Fragile X syndrome (FXS), caused by a trinucleotide expansion (>200 CGG repeats) in the fragile X mental retardation gene (FMR1), is currently not included in newborn screening (NBS) panels in the United States as it does not meet the standards for recommendation. Although in the past few years FXS has met many of the criteria for population screening and studies have shown that NBS for FXS is feasible, the idea is still controversial and the debate is open. The recent advances in genomic testing as well as groundbreaking advances in targeted treatment for FXS have been challenging the dogma and principle of the national NBS program: screen only if you can intervene. Arguments in favor of NBS include benefits of early intervention and follow-up for the identified baby, which would justify NBS even in the absence of medical benefit to the child. In addition, the extended family members may benefit from genetic and reproductive counseling, informed decision making before a subsequent pregnancy, and access to treatment and services. However, communicating the results and the potential consequences to families is a challenge and could lead to a heavy psychosocial burden. A controversial issue is the identification of premutation carriers (55-200 CGG repeats), because it not only can lead to information on the reproductive possibility of having a child with FXS but also leads to information about personal health risks associated with the premutation. Yet, knowledge of carrier status could stimulate and encourage lifestyle changes and preventive measures likely to reduce the risk of medical problems reported in premutation carriers. If NBS for FXS is developed, it must be carried out with clear awareness of the potential impact on the lives of the children, and it should be done after counseling and parents’ informed consent. Importantly, the infrastructure to support testing, counseling, treatment, and follow-up will have to be made available to the families.

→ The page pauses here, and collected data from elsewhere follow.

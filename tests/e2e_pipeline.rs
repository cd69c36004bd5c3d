// JamfLens - tests/e2e_pipeline.rs
//
// End-to-end tests for the load, enrich, filter, report and export pipeline.
//
// These tests read real CSV fixtures from disk, walk real directories with
// walkdir, and parse real timestamps with chrono. No mocks. "Now" is pinned
// so every day count below is exact.

use chrono::{DateTime, TimeZone, Utc};
use jamflens::app::load::{collect_inputs, read_uploads};
use jamflens::app::state::AppState;
use jamflens::core::discovery::DiscoveryConfig;
use jamflens::core::enrich::enrich;
use jamflens::core::export::{resolve_export_path, write_export, ExportFormat};
use jamflens::core::filter::{apply_filters, FilterOptions, FilterSpec};
use jamflens::core::ingest::{load_batch, Upload};
use jamflens::core::model::{CheckInStatus, Column, ColumnKey, EnrichedBatch, WarrantyStatus};
use jamflens::core::report::{InventoryReport, Page, WarrantyReport};
use jamflens::util::error::IngestError;
use std::fs;
use std::path::PathBuf;

// =============================================================================
// Helpers
// =============================================================================

/// Absolute path to the on-disk fixture files.
fn fixture(name: &str) -> PathBuf {
    PathBuf::from(env!("CARGO_MANIFEST_DIR"))
        .join("tests")
        .join("fixtures")
        .join(name)
}

fn now() -> DateTime<Utc> {
    Utc.with_ymd_and_hms(2025, 3, 1, 12, 0, 0).unwrap()
}

/// Load site_a, broken and site_b in that order and enrich against `now()`.
fn load_fleet() -> (EnrichedBatch, Vec<IngestError>) {
    let paths = [
        fixture("site_a.csv"),
        fixture("broken.csv"),
        fixture("site_b.csv"),
    ];
    let (uploads, read_errors) = read_uploads(&paths);
    assert!(read_errors.is_empty());
    let (batch, errors) = load_batch(&uploads);
    (enrich(&batch, now()), errors)
}

fn names(batch: &EnrichedBatch, indices: &[usize]) -> Vec<String> {
    indices
        .iter()
        .map(|&i| {
            batch.records[i]
                .record
                .computer_name
                .clone()
                .unwrap_or_default()
        })
        .collect()
}

// =============================================================================
// Ingest
// =============================================================================

#[test]
fn e2e_malformed_file_is_dropped_and_others_kept_in_order() {
    let (batch, errors) = load_fleet();

    assert_eq!(errors.len(), 1);
    assert!(matches!(errors[0], IngestError::TooManyFields { .. }));
    assert!(errors[0].source_name().ends_with("broken.csv"));

    let all: Vec<usize> = (0..batch.len()).collect();
    assert_eq!(
        names(&batch, &all),
        vec![
            "PRO-MBP-001",
            "SEM-MBA-002",
            "STU-IMAC-003",
            "XYZ-LAB-004",
            "DCE-MBP-101",
            "PRO-MBP-102",
        ]
    );
}

#[test]
fn e2e_column_layout_is_union_by_first_appearance() {
    let (batch, _) = load_fleet();

    let headers: Vec<&str> = batch.columns.iter().map(|k| batch.header(*k)).collect();
    assert_eq!(
        headers,
        vec![
            "Computer Name",
            "Serial Number",
            "Username",
            "Operating System",
            "Last Inventory Update",
            "Managed",
            "Warranty Expiration",
            "Asset Tag",
            "Department",
            "Days Since Update",
            "Check-In Status",
            "Days Until Expiration",
            "Warranty Status",
        ]
    );

    // Rows from the file without the extra column read it as null.
    assert_eq!(batch.records[0].cell(ColumnKey::Extra(0)), None);
    assert_eq!(
        batch.records[5].cell(ColumnKey::Extra(0)).as_deref(),
        Some("AT-9002")
    );
}

// =============================================================================
// Enrichment
// =============================================================================

#[test]
fn e2e_enrichment_values() {
    let (batch, _) = load_fleet();
    let d: Vec<_> = batch.records.iter().map(|r| &r.derived).collect();

    // PRO-MBP-001: seen 4 days ago, warranty ended 60.5 days ago.
    assert_eq!(d[0].department.map(|x| x.code()), Some("PRO"));
    assert_eq!(d[0].days_since_update, Some(4));
    assert_eq!(d[0].check_in_status, Some(CheckInStatus::CheckedIn));
    assert_eq!(d[0].days_until_expiration, Some(-61));
    assert_eq!(d[0].warranty_status, Some(WarrantyStatus::Expired));

    // SEM-MBA-002: exactly 90 whole days since update.
    assert_eq!(d[1].days_since_update, Some(90));
    assert_eq!(d[1].check_in_status, Some(CheckInStatus::NotCheckedIn));
    assert_eq!(d[1].days_until_expiration, Some(44));
    assert_eq!(d[1].warranty_status, Some(WarrantyStatus::ExpiringSoon));

    // STU-IMAC-003: date-only value.
    assert_eq!(d[2].days_since_update, Some(1));
    assert_eq!(d[2].warranty_status, Some(WarrantyStatus::Valid));

    // XYZ-LAB-004: unknown prefix, no dates.
    assert_eq!(d[3].department, None);
    assert_eq!(d[3].days_since_update, None);
    assert_eq!(d[3].check_in_status, Some(CheckInStatus::NotCheckedIn));
    assert_eq!(d[3].warranty_status, None);

    // DCE-MBP-101: month-first date; half a day left counts as 0 days.
    assert_eq!(d[4].days_since_update, Some(45));
    assert_eq!(d[4].days_until_expiration, Some(0));
    assert_eq!(d[4].warranty_status, Some(WarrantyStatus::ExpiringSoon));

    // PRO-MBP-102: RFC 3339 timestamp three hours ago.
    assert_eq!(d[5].days_since_update, Some(0));
    assert_eq!(d[5].check_in_status, Some(CheckInStatus::CheckedIn));
}

#[test]
fn e2e_enrichment_is_idempotent_on_its_own_output() {
    let (batch, _) = load_fleet();
    let dir = tempfile::tempdir().unwrap();
    let path = dir.path().join("full.csv");
    write_export(&batch, &path, ExportFormat::Csv).unwrap();

    let (uploads, _) = read_uploads(&[path]);
    let (reloaded, errors) = load_batch(&uploads);
    assert!(errors.is_empty());
    let again = enrich(&reloaded, now());

    assert_eq!(again.columns, batch.columns);
    for (a, b) in again.records.iter().zip(&batch.records) {
        assert_eq!(a.derived, b.derived);
    }
}

// =============================================================================
// Filtering and reports
// =============================================================================

#[test]
fn e2e_inventory_filters() {
    let (batch, _) = load_fleet();

    let by_dept = apply_filters(&batch, &FilterSpec::from_labels("PRO", "All", "All", ""));
    assert_eq!(names(&batch, &by_dept), vec!["PRO-MBP-001", "PRO-MBP-102"]);

    let unmanaged = apply_filters(&batch, &FilterSpec::from_labels("All", "Unmanaged", "All", ""));
    assert_eq!(names(&batch, &unmanaged), vec!["SEM-MBA-002", "STU-IMAC-003"]);

    let by_os = apply_filters(&batch, &FilterSpec::from_labels("All", "All", "macOS 14.4", ""));
    assert_eq!(
        names(&batch, &by_os),
        vec!["PRO-MBP-001", "STU-IMAC-003", "DCE-MBP-101"]
    );

    // Search reaches extra columns and derived labels alike.
    let by_tag = apply_filters(&batch, &FilterSpec::from_labels("All", "All", "All", "at-9002"));
    assert_eq!(names(&batch, &by_tag), vec!["PRO-MBP-102"]);
    let by_label = apply_filters(&batch, &FilterSpec::from_labels("All", "All", "All", "EXPIRED"));
    assert_eq!(names(&batch, &by_label), vec!["PRO-MBP-001"]);

    let combined = apply_filters(
        &batch,
        &FilterSpec::from_labels("PRO", "Managed", "macOS 15.0", "c02bbb"),
    );
    assert_eq!(names(&batch, &combined), vec!["PRO-MBP-102"]);

    let nothing = apply_filters(&batch, &FilterSpec::from_labels("SOE", "All", "All", ""));
    assert!(nothing.is_empty());
}

#[test]
fn e2e_missing_value_spellings_count_as_unmanaged() {
    let csv = "Computer Name,Managed,Operating System,Warranty Expiration\n\
               PRO-01,N/A,macOS 14.4,NA\n\
               SEM-02,Managed,NaN,2025-06-01\n\
               STU-03,null,macOS 14.4,2024-12-01\n";
    let (batch, errors) = load_batch(&[Upload::new("na.csv", csv)]);
    assert!(errors.is_empty());
    let batch = enrich(&batch, now());

    let unmanaged = apply_filters(&batch, &FilterSpec::from_labels("All", "Unmanaged", "All", ""));
    assert_eq!(names(&batch, &unmanaged), vec!["PRO-01", "STU-03"]);

    let options = FilterOptions::from_batch(&batch);
    assert_eq!(options.managed, vec!["All", "Managed", "Unmanaged"]);
    assert_eq!(options.operating_systems, vec!["All", "macOS 14.4"]);

    assert_eq!(batch.records[0].derived.warranty_status, None);
    assert_eq!(
        batch.records[2].derived.warranty_status,
        Some(WarrantyStatus::Expired)
    );
}

#[test]
fn e2e_filter_options() {
    let (batch, _) = load_fleet();
    let options = FilterOptions::from_batch(&batch);
    assert_eq!(options.departments, vec!["All", "DCE", "PRO", "SEM", "STU"]);
    assert_eq!(options.managed, vec!["All", "Managed", "Unmanaged"]);
    assert_eq!(
        options.operating_systems,
        vec!["All", "macOS 12.7", "macOS 13.6", "macOS 14.4", "macOS 15.0"]
    );
}

#[test]
fn e2e_inventory_report_counts_and_stale_rows() {
    let (batch, _) = load_fleet();
    let report = InventoryReport::build(&batch, &FilterSpec::default());

    let counts = report.check_in.unwrap();
    assert_eq!((counts.checked_in, counts.not_checked_in), (3, 3));

    // The device with no update date is "Not checked in" but not flagged.
    assert_eq!(report.stale, vec![false, true, false, false, true, false]);
}

#[test]
fn e2e_warranty_report() {
    let (batch, _) = load_fleet();

    let all = WarrantyReport::build(&batch, "All");
    let counts = all.counts.unwrap();
    assert_eq!(counts.expired, 1);
    assert_eq!(counts.expiring_soon, 2);
    assert_eq!(counts.valid, 2);
    assert_eq!(counts.unclassified, 1);
    assert_eq!(names(&batch, &all.expired), vec!["PRO-MBP-001"]);
    assert_eq!(
        all.display_columns,
        vec![
            Column::ComputerName,
            Column::Username,
            Column::Department,
            Column::WarrantyExpiration,
            Column::DaysUntilExpiration,
        ]
    );

    let dce = WarrantyReport::build(&batch, "DCE");
    assert_eq!(dce.counts.unwrap().expiring_soon, 1);
    assert!(dce.expired.is_empty());
}

// =============================================================================
// Export
// =============================================================================

#[test]
fn e2e_export_filtered_inventory_to_directory() {
    let (batch, _) = load_fleet();
    let report = InventoryReport::build(&batch, &FilterSpec::from_labels("PRO", "All", "All", ""));

    let dir = tempfile::tempdir().unwrap();
    let path = resolve_export_path(dir.path(), Page::Inventory.export_file_name(), ExportFormat::Csv);
    assert_eq!(path, dir.path().join("jamf_filtered_inventory.csv"));

    let count = write_export(&report.to_batch(), &path, ExportFormat::Csv).unwrap();
    assert_eq!(count, 2);

    let content = fs::read_to_string(&path).unwrap();
    let mut lines = content.lines();
    assert!(lines.next().unwrap().ends_with("Days Until Expiration,Warranty Status"));
    assert!(lines.next().unwrap().starts_with("PRO-MBP-001,C02AAA001,alice,macOS 14.4,2025-02-25 08:15:00,Managed,2024-12-31 00:00:00,,PRO,4,"));
    assert!(lines.next().unwrap().contains(",AT-9002,"));
    assert!(lines.next().is_none());
}

#[test]
fn e2e_export_expired_warranty_as_json() {
    let (batch, _) = load_fleet();
    let report = WarrantyReport::build(&batch, "All");

    let dir = tempfile::tempdir().unwrap();
    let path = resolve_export_path(dir.path(), Page::Warranty.export_file_name(), ExportFormat::Json);
    assert_eq!(path, dir.path().join("jamf_expired_warranty.json"));

    write_export(&report.expired_batch(), &path, ExportFormat::Json).unwrap();
    let rows: Vec<serde_json::Value> =
        serde_json::from_str(&fs::read_to_string(&path).unwrap()).unwrap();
    assert_eq!(rows.len(), 1);
    assert_eq!(rows[0]["Computer Name"], "PRO-MBP-001");
    assert_eq!(rows[0]["Warranty Status"], "Expired");
    assert_eq!(rows[0]["Days Until Expiration"], "-61");
    assert_eq!(rows[0]["Asset Tag"], serde_json::Value::Null);
}

// =============================================================================
// Directory input and session state
// =============================================================================

#[test]
fn e2e_directory_input_skips_previous_exports() {
    let dir = tempfile::tempdir().unwrap();
    let root = dir.path();
    fs::copy(fixture("site_b.csv"), root.join("b_site.csv")).unwrap();
    fs::create_dir(root.join("older")).unwrap();
    fs::copy(fixture("site_a.csv"), root.join("older").join("a_site.csv")).unwrap();
    fs::copy(fixture("site_a.csv"), root.join("jamf_filtered_inventory.csv")).unwrap();
    fs::write(root.join("readme.txt"), "not a csv").unwrap();

    let (paths, warnings) = collect_inputs(&[], Some(root), &DiscoveryConfig::default()).unwrap();
    assert!(warnings.is_empty());
    assert_eq!(
        paths,
        vec![root.join("b_site.csv"), root.join("older").join("a_site.csv")]
    );

    let (uploads, errors) = read_uploads(&paths);
    assert!(errors.is_empty());
    let (batch, errors) = load_batch(&uploads);
    assert!(errors.is_empty());
    assert_eq!(batch.len(), 6);
    assert_eq!(batch.records[0].computer_name.as_deref(), Some("DCE-MBP-101"));
}

#[test]
fn e2e_session_state_reuses_enrichment_across_filter_changes() {
    let (uploads, _) = read_uploads(&[fixture("site_a.csv"), fixture("site_b.csv")]);
    let mut state = AppState::new(now());
    state.load(&uploads);

    assert_eq!(state.inventory_report().len(), 6);
    state.inventory_filter = FilterSpec::from_labels("All", "Unmanaged", "All", "");
    assert!(state.is_cached());
    assert_eq!(state.inventory_report().len(), 2);

    state.page = Page::Warranty;
    state.warranty_department = "PRO".to_string();
    assert_eq!(state.export_batch().len(), 1);

    // An empty upload set is valid and yields empty reports.
    state.load(&[]);
    assert!(state.enriched().is_empty());
    assert!(state.warranty_report().counts.is_none());
}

Mandatory newborn screening (NBS) programs in the United States, using a simple blood test on blood spot cards, have been designed as a public health program to identify a number of rare conditions that are not apparent at birth. If not diagnosed at birth and not treated, these disorders will cause significant disability or death. Indeed, since the development of the screening test for phenylketonuria using blood spots dried onto a filter paper card, the NBS health program has been a national priority designed to save or improve the lives of affected babies. Although NBS has primarily implemented a short-term follow-up process, the need for long-term follow-up has been recently recognized as essential for optimal treatment and comprehensive care. Every state in the United States has mandated independent NBS programs, which include different conditions based on the severity of the condition, the availability of effective treatment, and the cost of the test. The NBS program has seen a rapid increase in the number of known genetic conditions screened, particularly owing to technological developments, which have led to increased accuracy and reduced costs of the tests. Conversely, expanded NBS has raised a number of concerns, including lack of evidence-based research for treatment, shortage of follow-up services, unclear financial responsibilities, and ethical, legal, and social implications of situations such as disclosing carrier status or susceptibility to future disease.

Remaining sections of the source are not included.